Work instructions: Would you please retype, exactly, the lines of the listing below between the line with "(event_id, event_type, processed_at)" and the line with "is processed again", inclusive?

Records supplied:
▬▬▬▬▬▬
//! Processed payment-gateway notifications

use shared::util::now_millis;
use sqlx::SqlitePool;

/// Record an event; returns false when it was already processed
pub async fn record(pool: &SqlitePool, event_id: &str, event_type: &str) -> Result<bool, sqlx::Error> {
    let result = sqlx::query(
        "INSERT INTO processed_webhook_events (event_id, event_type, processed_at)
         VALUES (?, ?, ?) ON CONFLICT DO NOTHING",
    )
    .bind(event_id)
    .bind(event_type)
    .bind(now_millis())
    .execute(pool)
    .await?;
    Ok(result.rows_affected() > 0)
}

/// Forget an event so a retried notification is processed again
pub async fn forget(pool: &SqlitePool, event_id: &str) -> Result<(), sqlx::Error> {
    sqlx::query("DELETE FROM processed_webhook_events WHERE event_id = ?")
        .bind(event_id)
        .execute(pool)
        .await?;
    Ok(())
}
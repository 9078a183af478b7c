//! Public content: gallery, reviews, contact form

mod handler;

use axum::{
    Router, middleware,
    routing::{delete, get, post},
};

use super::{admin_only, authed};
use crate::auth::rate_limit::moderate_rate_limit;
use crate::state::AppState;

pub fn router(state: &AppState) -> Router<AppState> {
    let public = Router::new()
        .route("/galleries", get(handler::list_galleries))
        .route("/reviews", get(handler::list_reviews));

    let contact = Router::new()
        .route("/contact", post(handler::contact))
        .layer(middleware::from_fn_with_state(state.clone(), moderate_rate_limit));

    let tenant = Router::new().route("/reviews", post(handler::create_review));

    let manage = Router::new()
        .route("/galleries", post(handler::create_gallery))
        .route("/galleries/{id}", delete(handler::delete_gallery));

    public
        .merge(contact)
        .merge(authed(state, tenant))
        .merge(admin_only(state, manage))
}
▬▬▬▬▬▬
Solution to the exercise:
        "INSERT INTO processed_webhook_events (event_id, event_type, processed_at)
         VALUES (?, ?, ?) ON CONFLICT DO NOTHING",
    )
    .bind(event_id)
    .bind(event_type)
    .bind(now_millis())
    .execute(pool)
    .await?;
    Ok(result.rows_affected() > 0)
}

/// Forget an event so a retried notification is processed again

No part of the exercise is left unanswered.